While details of the plans have not been hammered out, the NRA and UnitedHealthcare said they intend to provide a range of options that will be tailored to the restaurant industry.
"We're looking at developing a continuum of products," Sweeney said Friday during a press conference in Chicago announcing the alliance. She said plans could range from discount cards for those employees "who aren't ready to purchase full health insurance all the way to comprehensive coverage." Prices could start as low as $100 a month, she added.
Mike Gibbons, the NRA's chairman of the board, noted that the partnership with UnitedHealthcare would help alleviate the financial burden that national health care reform will put on the restaurant industry.
"The cost of health care reform could be potentially devastating," he said. "The alliance will give lower cost health care alternatives."
Comment: You would think that now that the Patient Protection and Affordable Care Act (PPACA) is law, UnitedHealthcare, the nation's largest insurer in terms of revenues, would shape up its act by offering expansions of coverage compliant with the alleged intent of the law to provide adequate health insurance for everyone. That's what you might think, but you'd be wrong.
The National Restaurant Association (NRA) actively opposed PPACA. It's not too difficult to understand why. There are close to a million businesses in the restaurant industry, most of which operate on fairly narrow profit margins. Because of their sensitivity to overhead expenses, they have left millions of their food services workers with out any health care coverage whatsoever.
Congress recognized that requiring small businesses to offer all employees insurance coverage would create a significant financial burden for many of them. Thus they exempted businesses with less than 50 employees from the penalty for not providing coverage. But those with 50 or more employees will have to provide "minimum essential coverage" to avoid the penalty. That is defined in the law as providing an actuarial value of 60 percent, though NRA is continuing to lobby for regulations that would keep the more specific requirements to a minimum.

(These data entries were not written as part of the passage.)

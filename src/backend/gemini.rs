//! Direct Gemini `generateContent` REST client.
//!
//! Sends the refinement prompt with `response_mime_type: application/json`
//! and pulls the reply out of `candidates[0].content.parts[0].text`.

use super::ReasoningService;
use crate::error::{RefinementError, TableExtractError};
use async_trait::async_trait;
use serde_json::json;
use std::time::Duration;
use tracing::debug;

/// Default Gemini endpoint used for table refinement.
pub const DEFAULT_GEMINI_ENDPOINT: &str =
    "https://generativelanguage.googleapis.com/v1beta/models/gemini-2.5-flash:generateContent";

/// Reasoning service speaking the Gemini REST protocol.
#[derive(Debug, Clone)]
pub struct GeminiReasoningService {
    http: reqwest::Client,
    endpoint: String,
    api_key: Option<String>,
    temperature: f32,
    timeout_secs: u64,
}

impl GeminiReasoningService {
    pub fn new(
        endpoint: impl Into<String>,
        api_key: Option<String>,
        timeout_secs: u64,
    ) -> Result<Self, TableExtractError> {
        let http = reqwest::Client::builder()
            .timeout(Duration::from_secs(timeout_secs))
            .build()
            .map_err(|e| TableExtractError::ProviderNotConfigured {
                provider: "gemini".into(),
                hint: e.to_string(),
            })?;
        Ok(Self {
            http,
            endpoint: endpoint.into(),
            api_key: api_key.filter(|k| !k.is_empty()),
            temperature: 0.0,
            timeout_secs,
        })
    }

    /// Build from `GEMINI_API_KEY`, failing when the key is absent.
    pub fn from_env(endpoint: Option<&str>, timeout_secs: u64) -> Result<Self, TableExtractError> {
        let key = std::env::var("GEMINI_API_KEY")
            .ok()
            .filter(|k| !k.is_empty())
            .ok_or_else(|| TableExtractError::ProviderNotConfigured {
                provider: "gemini".into(),
                hint: "Set GEMINI_API_KEY to use the Gemini reasoning service.".into(),
            })?;
        Self::new(
            endpoint.unwrap_or(DEFAULT_GEMINI_ENDPOINT),
            Some(key),
            timeout_secs,
        )
    }

    pub fn with_temperature(mut self, t: f32) -> Self {
        self.temperature = t;
        self
    }
}

#[async_trait]
impl ReasoningService for GeminiReasoningService {
    fn name(&self) -> &str {
        "gemini"
    }

    async fn complete(&self, system: &str, prompt: &str) -> Result<String, RefinementError> {
        let body = json!({
            "systemInstruction": { "parts": [{ "text": system }] },
            "contents": [{ "role": "user", "parts": [{ "text": prompt }] }],
            "generationConfig": {
                "response_mime_type": "application/json",
                "temperature": self.temperature,
            },
        });

        let mut request = self.http.post(&self.endpoint).json(&body);
        if let Some(ref key) = self.api_key {
            request = request.header("x-goog-api-key", key);
        }

        let response = request.send().await.map_err(|e| {
            if e.is_timeout() {
                RefinementError::Timeout {
                    secs: self.timeout_secs,
                }
            } else {
                RefinementError::Request(e.to_string())
            }
        })?;

        let status = response.status();
        let text = response
            .text()
            .await
            .map_err(|e| RefinementError::Request(e.to_string()))?;
        debug!("Gemini replied {} ({} bytes)", status, text.len());

        if !status.is_success() {
            return Err(RefinementError::Status {
                status: status.as_u16(),
                body: text.chars().take(200).collect(),
            });
        }

        extract_candidate_text(&text)
    }
}

/// Pull `candidates[0].content.parts[0].text` out of a `generateContent` body.
pub fn extract_candidate_text(body: &str) -> Result<String, RefinementError> {
    let value: serde_json::Value =
        serde_json::from_str(body).map_err(|e| RefinementError::InvalidReply(e.to_string()))?;
    value
        .pointer("/candidates/0/content/parts/0/text")
        .and_then(|t| t.as_str())
        .map(str::to_string)
        .ok_or_else(|| {
            RefinementError::MissingContent("candidates[0].content.parts[0].text".into())
        })
}

#[cfg(test)]
mod tests {
    use super::*;

    #[test]
    fn extracts_candidate_text() {
        let body = r#"{"candidates":[{"content":{"parts":[{"text":"{\"cells\":[]}"}]}}]}"#;
        assert_eq!(extract_candidate_text(body).unwrap(), r#"{"cells":[]}"#);
    }

    #[test]
    fn non_json_body_is_invalid_reply() {
        assert!(matches!(
            extract_candidate_text("<html>oops</html>"),
            Err(RefinementError::InvalidReply(_))
        ));
    }

    #[test]
    fn missing_path_is_missing_content() {
        assert!(matches!(
            extract_candidate_text(r#"{"candidates":[]}"#),
            Err(RefinementError::MissingContent(_))
        ));
        assert!(matches!(
            extract_candidate_text(r#"{"promptFeedback":{"blockReason":"SAFETY"}}"#),
            Err(RefinementError::MissingContent(_))
        ));
    }

    #[test]
    fn empty_key_is_ignored() {
        let svc =
            GeminiReasoningService::new("http://localhost:1/x", Some(String::new()), 5).unwrap();
        assert!(svc.api_key.is_none());
    }
}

With the potential of gaining millions of new insurance customers from the restaurant industry alone, UnitedHealthcare is quite willing to craft the inexpensive products that the restaurant industry is seeking in response to the requirements imposed by PPACA. But discount cards? That's not even insurance! The other "lower cost health care alternatives" at best would be underinsurance products that will not protect restaurant employees nor their families who may develop health problems. Junk insurance is what they're selling!
This is UnitedHealthcare in action after PPACA has become law. It is clear that they have no intent to follow any other path than business as usual. Let's not go that route, but instead let's blaze a path to a single payer national health program. Then all restaurant workers (and everyone else) would have the health care that they and their families might need.